- Assigned task -
From the entries below, please output exactly the lines starting at the one containing "pub fn templates_dir(&self)" and ending at the one containing "fn fmt(&self, f: &mut", both included.

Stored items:

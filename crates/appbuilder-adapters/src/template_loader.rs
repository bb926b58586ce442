//! On-disk template packages and template source resolution.
//!
//! A template package is a plain directory tree:
//!
//! ```text
//! templates/
//! └── maven/
//!     ├── app/{{ParentArtifactId}}/pom.xml
//!     ├── service/processor/es/{{ServiceArtifactId}}/...
//!     └── config/processor/es/profiles/dev/config.xml
//! ```
//!
//! [`DirectoryTemplateLoader`] turns one subtree (`maven/app`) into a
//! [`TemplateTree`]. [`resolve_template_loader`] decides whether the CLI uses
//! an on-disk package or the built-in table.
//!
//! # Template resolution order
//!
//! 1. **explicit directory** from `--templates-dir` or the config file
//! 2. **`$APPBUILDER_TEMPLATES_DIR`**
//! 3. **`<executable-dir>/templates`**, when it exists
//! 4. the embedded templates compiled into the binary

use std::fmt;
use std::fs;
use std::path::{Path, PathBuf};
use std::sync::Arc;

use appbuilder_core::{
    application::{ApplicationError, ports::TemplateLoader},
    domain::{RelativePath, TemplateTree},
    error::{AppBuilderError, AppBuilderResult},
};
use tracing::{debug, info, instrument};
use walkdir::WalkDir;

use crate::builtin_templates::EmbeddedTemplateLoader;

/// Environment variable naming an on-disk template package.
pub const TEMPLATES_DIR_ENV: &str = "APPBUILDER_TEMPLATES_DIR";

/// Loads templates from a directory on disk.
///
/// Entries are visited in file-name order so the resulting tree (and any
/// fragment order derived from it) is stable across platforms.
#[derive(Debug, Clone)]
pub struct DirectoryTemplateLoader {
    templates_dir: PathBuf,
}

impl DirectoryTemplateLoader {
    /// Create a loader pointed at `templates_dir`.
    ///
    /// The directory does not need to exist yet; [`load`](TemplateLoader::load)
    /// reports a missing template when called.
    pub fn new(templates_dir: impl Into<PathBuf>) -> Self {
        Self {
            templates_dir: templates_dir.into(),
        }
    }

    pub fn templates_dir(&self) -> &Path {
        &self.templates_dir
    }
}

impl TemplateLoader for DirectoryTemplateLoader {
    #[instrument(skip(self), fields(dir = %self.templates_dir.display()))]
    fn load(&self, template_path: &str) -> AppBuilderResult<TemplateTree> {
        let root = self.templates_dir.join(template_path);
        if !root.is_dir() {
            return Err(ApplicationError::TemplateNotFound {
                path: template_path.to_string(),
            }
            .into());
        }

        let mut tree = TemplateTree::new();

        for walk_entry in WalkDir::new(&root).min_depth(1).sort_by_file_name() {
            let walk_entry = walk_entry.map_err(|e| rendering_failed(format!("directory walk error: {e}")))?;
            let abs_path = walk_entry.path();
            let rel_raw = abs_path.strip_prefix(&root).map_err(|_| {
                rendering_failed(format!(
                    "failed to relativise '{}' against '{}'",
                    abs_path.display(),
                    root.display()
                ))
            })?;
            let path = RelativePath::try_new(rel_raw)?;

            if walk_entry.file_type().is_dir() {
                tree = tree.with_directory(path);
                continue;
            }

            if !walk_entry.file_type().is_file() {
                continue; // Skip symlinks and other special types.
            }

            let content = fs::read_to_string(abs_path).map_err(|e| {
                rendering_failed(format!("failed to read template file '{path}': {e}"))
            })?;
            tree = tree.with_file(path, content);
        }

        debug!(template = template_path, entries = tree.len(), "Loaded template from disk");
        Ok(tree)
    }
}

fn rendering_failed(reason: String) -> AppBuilderError {
    ApplicationError::RenderingFailed { reason }.into()
}

// ── Resolution ────────────────────────────────────────────────────────────────

/// Where the templates in use come from.
#[derive(Debug, Clone, PartialEq, Eq)]
pub enum TemplateSource {
    /// Compiled into the binary.
    Embedded,
    /// A template package directory.
    Directory(PathBuf),
}

impl fmt::Display for TemplateSource {
    fn fmt(&self, f: &mut fmt::Formatter<'_>) -> fmt::Result {
        match self {
            Self::Embedded => write!(f, "built-in"),
            Self::Directory(dir) => write!(f, "{}", dir.display()),
        }
    }
}

/// Pick a template loader following the resolution order in the module docs.
///
/// An explicit directory is used even if it does not exist, so a typo
/// surfaces as "template not found" rather than silently falling back.
#[instrument]
pub fn resolve_template_loader(
    explicit: Option<&Path>,
) -> (Arc<dyn TemplateLoader>, TemplateSource) {
    let source = resolve_source(explicit, std::env::var_os(TEMPLATES_DIR_ENV).map(PathBuf::from));
    info!(source = %source, "Using templates");

    let loader: Arc<dyn TemplateLoader> = match &source {
        TemplateSource::Embedded => Arc::new(EmbeddedTemplateLoader::new()),
        TemplateSource::Directory(dir) => Arc::new(DirectoryTemplateLoader::new(dir)),
    };
    (loader, source)
}

fn resolve_source(explicit: Option<&Path>, from_env: Option<PathBuf>) -> TemplateSource {
    if let Some(dir) = explicit {
        debug!(path = %dir.display(), "Templates from explicit directory");
        return TemplateSource::Directory(dir.to_path_buf());
    }

    if let Some(dir) = from_env.filter(|d| !d.as_os_str().is_empty()) {
        debug!(path = %dir.display(), "Templates from ${}", TEMPLATES_DIR_ENV);
        return TemplateSource::Directory(dir);
    }

    if let Some(dir) = exe_sibling_templates().filter(|d| d.is_dir()) {
        debug!(path = %dir.display(), "Templates from exe sibling");
        return TemplateSource::Directory(dir);
    }

    TemplateSource::Embedded
}

/// `<directory of current executable>/templates`, if the executable path is
/// known.
fn exe_sibling_templates() -> Option<PathBuf> {
    std::env::current_exe()
        .ok()
        .and_then(|exe| exe.parent().map(|p| p.join("templates")))
}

- Exercise result -
    pub fn templates_dir(&self) -> &Path {
        &self.templates_dir
    }
}

impl TemplateLoader for DirectoryTemplateLoader {
    #[instrument(skip(self), fields(dir = %self.templates_dir.display()))]
    fn load(&self, template_path: &str) -> AppBuilderResult<TemplateTree> {
        let root = self.templates_dir.join(template_path);
        if !root.is_dir() {
            return Err(ApplicationError::TemplateNotFound {
                path: template_path.to_string(),
            }
            .into());
        }

        let mut tree = TemplateTree::new();

        for walk_entry in WalkDir::new(&root).min_depth(1).sort_by_file_name() {
            let walk_entry = walk_entry.map_err(|e| rendering_failed(format!("directory walk error: {e}")))?;
            let abs_path = walk_entry.path();
            let rel_raw = abs_path.strip_prefix(&root).map_err(|_| {
                rendering_failed(format!(
                    "failed to relativise '{}' against '{}'",
                    abs_path.display(),
                    root.display()
                ))
            })?;
            let path = RelativePath::try_new(rel_raw)?;

            if walk_entry.file_type().is_dir() {
                tree = tree.with_directory(path);
                continue;
            }

            if !walk_entry.file_type().is_file() {
                continue; // Skip symlinks and other special types.
            }

            let content = fs::read_to_string(abs_path).map_err(|e| {
                rendering_failed(format!("failed to read template file '{path}': {e}"))
            })?;
            tree = tree.with_file(path, content);
        }

        debug!(template = template_path, entries = tree.len(), "Loaded template from disk");
        Ok(tree)
    }
}

fn rendering_failed(reason: String) -> AppBuilderError {
    ApplicationError::RenderingFailed { reason }.into()
}

// ── Resolution ────────────────────────────────────────────────────────────────

/// Where the templates in use come from.
#[derive(Debug, Clone, PartialEq, Eq)]
pub enum TemplateSource {
    /// Compiled into the binary.
    Embedded,
    /// A template package directory.
    Directory(PathBuf),
}

impl fmt::Display for TemplateSource {
    fn fmt(&self, f: &mut fmt::Formatter<'_>) -> fmt::Result {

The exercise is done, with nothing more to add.